> _Data in this exercise_:
// crates/thicket-exec/src/recycler.rs

//! Bookkeeping the executor keeps alongside the forest automaton but
//! which is not itself part of the FA's representation: a free-list of
//! released root slots, and each live allocation's recorded byte size
//! (`spec.md` §3, "states are recycled via a free-list"; §6, "allocated
//! block size mismatch").

use std::collections::HashMap;
use thicket_core::{Offset, RootIdx};

/// Tracks which root indices `free` has released, so a later `alloc` can
/// reuse the slot instead of growing the root vector forever, and each
/// live allocation's recorded size, since a tree automaton alone carries
/// no notion of "how big was this block allocated as" once reduced to
/// selectors and leaves.
#[derive(Clone, Debug, Default)]
pub struct Recycler {
    free_list: Vec<RootIdx>,
    sizes: HashMap<RootIdx, Offset>,
}

impl Recycler {
    #[must_use]
    pub fn new() -> Self {
        Self::default()
    }

    /// Pops a previously-freed root slot, if one is available for reuse.
    pub fn reclaim(&mut self) -> Option<RootIdx> {
        self.free_list.pop()
    }

    /// Records `root` as freed, eligible for reuse by a later `alloc`.
    pub fn release(&mut self, root: RootIdx) {
        self.sizes.remove(&root);
        self.free_list.push(root);
    }

    pub fn record_size(&mut self, root: RootIdx, size: Offset) {
        self.sizes.insert(root, size);
    }

    #[must_use]
    pub fn size_of(&self, root: RootIdx) -> Option<Offset> {
        self.sizes.get(&root).copied()
    }
}

#[cfg(test)]
mod tests {
    use super::*;

    #[test]
    fn released_roots_are_reclaimed_in_lifo_order() {
        let mut r = Recycler::new();
        r.release(RootIdx::new(0));
        r.release(RootIdx::new(1));
        assert_eq!(r.reclaim(), Some(RootIdx::new(1)));
        assert_eq!(r.reclaim(), Some(RootIdx::new(0)));
        assert_eq!(r.reclaim(), None);
    }

    #[test]
    fn freeing_drops_the_recorded_size() {
        let mut r = Recycler::new();
        r.record_size(RootIdx::new(0), 8);
        r.release(RootIdx::new(0));
        assert_eq!(r.size_of(RootIdx::new(0)), None);
    }
}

> _Problem to solve_: Emit the records above again, exactly, with no line skipped.

> _Output for this task_:
// crates/thicket-exec/src/recycler.rs

//! Bookkeeping the executor keeps alongside the forest automaton but
//! which is not itself part of the FA's representation: a free-list of
//! released root slots, and each live allocation's recorded byte size
//! (`spec.md` §3, "states are recycled via a free-list"; §6, "allocated
//! block size mismatch").

use std::collections::HashMap;
use thicket_core::{Offset, RootIdx};

/// Tracks which root indices `free` has released, so a later `alloc` can
/// reuse the slot instead of growing the root vector forever, and each
/// live allocation's recorded size, since a tree automaton alone carries
/// no notion of "how big was this block allocated as" once reduced to
/// selectors and leaves.
#[derive(Clone, Debug, Default)]
pub struct Recycler {
    free_list: Vec<RootIdx>,
    sizes: HashMap<RootIdx, Offset>,
}

impl Recycler {
    #[must_use]
    pub fn new() -> Self {
        Self::default()
    }

    /// Pops a previously-freed root slot, if one is available for reuse.
    pub fn reclaim(&mut self) -> Option<RootIdx> {
        self.free_list.pop()
    }

    /// Records `root` as freed, eligible for reuse by a later `alloc`.
    pub fn release(&mut self, root: RootIdx) {
        self.sizes.remove(&root);
        self.free_list.push(root);
    }

    pub fn record_size(&mut self, root: RootIdx, size: Offset) {
        self.sizes.insert(root, size);
    }

    #[must_use]
    pub fn size_of(&self, root: RootIdx) -> Option<Offset> {
        self.sizes.get(&root).copied()
    }
}

#[cfg(test)]
mod tests {
    use super::*;

    #[test]
    fn released_roots_are_reclaimed_in_lifo_order() {
        let mut r = Recycler::new();
        r.release(RootIdx::new(0));
        r.release(RootIdx::new(1));
        assert_eq!(r.reclaim(), Some(RootIdx::new(1)));
        assert_eq!(r.reclaim(), Some(RootIdx::new(0)));
        assert_eq!(r.reclaim(), None);
    }

    #[test]
    fn freeing_drops_the_recorded_size() {
        let mut r = Recycler::new();
        r.record_size(RootIdx::new(0), 8);
        r.release(RootIdx::new(0));
        assert_eq!(r.size_of(RootIdx::new(0)), None);
    }
}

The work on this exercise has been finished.